“No man in the country was more widely esteemed by racing men.”
David Dunham Withers was born in 1822 in New York City; he and his family lived downtown on Greene Street, now in fashionable Soho. When his parents married, the couple was given a cottage by the bride’s father as a wedding present. According to Withers’ obituary, the cottage was on “the outskirts of town” and “given up as a place of residence and sold because it was considered too far from the business center to be desirable.” No, the cottage wasn’t on Long Island or in Westchester, or even across the river in Brooklyn. It stood in what is now Union Square.

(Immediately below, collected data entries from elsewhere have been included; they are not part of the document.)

use dioxus::prelude::*;
use dioxus_free_icons::icons::fa_solid_icons::{
    FaBox, FaCalendarDays, FaHouse, FaPaw, FaRightFromBracket,
};
use dioxus_free_icons::Icon;
use dioxus_logger::tracing;

use crate::client::router::Route;
use crate::client::store::session::{supabase_client, use_session};

#[component]
pub fn Navbar() -> Element {
    let mut session = use_session();
    let route = use_route::<Route>();
    let nav = navigator();

    let sign_out = move |_| {
        let state = session.read().clone();
        spawn(async move {
            // Token revocation is best effort; the local session goes away
            // regardless.
            if let Err(err) = supabase_client(&state).sign_out().await {
                tracing::warn!("sign out request failed: {err}");
            }
            session.write().clear();
            nav.replace(Route::Auth {});
        });
    };

    let link_class = |active: bool| {
        if active {
            "btn btn-ghost btn-sm gap-2 btn-active"
        } else {
            "btn btn-ghost btn-sm gap-2"
        }
    };

    rsx!(
        div { class: "navbar bg-base-200 fixed z-40",
            div { class: "navbar-start",
                div { class: "flex items-center gap-2 px-2",
                    Icon { width: 24, height: 24, icon: FaPaw, class: "text-primary" }
                    p { class: "text-xl font-semibold", "VetCare" }
                }
            }
            div { class: "navbar-center",
                ul { class: "flex gap-1",
                    li {
                        Link {
                            to: Route::Dashboard {},
                            class: link_class(route == Route::Dashboard {}),
                            Icon { width: 16, height: 16, icon: FaHouse }
                            "Dashboard"
                        }
                    }
                    li {
                        Link {
                            to: Route::Patients {},
                            class: link_class(route == Route::Patients {}),
                            Icon { width: 16, height: 16, icon: FaPaw }
                            "Pacientes"
                        }
                    }
                    li {
                        Link {
                            to: Route::Appointments {},
                            class: link_class(route == Route::Appointments {}),
                            Icon { width: 16, height: 16, icon: FaCalendarDays }
                            "Citas"
                        }
                    }
                    li {
                        Link {
                            to: Route::Inventory {},
                            class: link_class(route == Route::Inventory {}),
                            Icon { width: 16, height: 16, icon: FaBox }
                            "Inventario"
                        }
                    }
                }
            }
            div { class: "navbar-end gap-2",
                if let Some(user) = session.read().user.as_ref() {
                    p { class: "text-sm hidden md:block", {user.display_name().to_string()} }
                }
                button {
                    class: "btn btn-outline btn-sm gap-2",
                    onclick: sign_out,
                    Icon { width: 16, height: 16, icon: FaRightFromBracket }
                    "Cerrar Sesión"
                }
            }
        }
    )
}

Withers worked in banking and in the ferry business, and he lived for a time in Louisiana, where he owned cotton plantations. His business and land interests in both the north and south apparently made the Civil War something of a delicate time for him, so he left the country and spent the years of “the rebellion” (the Times’ word, not mine) in Paris. His obituary says that when he returned after the war, he sold his Southern interests and concentrated on business and racing in the New York area.
Deeply invested, financially and emotionally, in racing, Withers was a leader in the sport. A director of the American Jockey Club, he is said to have been “the acknowledged head of the American turf.” He served as Chairman of the Board of Control of Racing (a precursor to the Jockey Club) and was a member of both the New-York and Coney Island Jockey Clubs, overseeing New York City’s racetracks.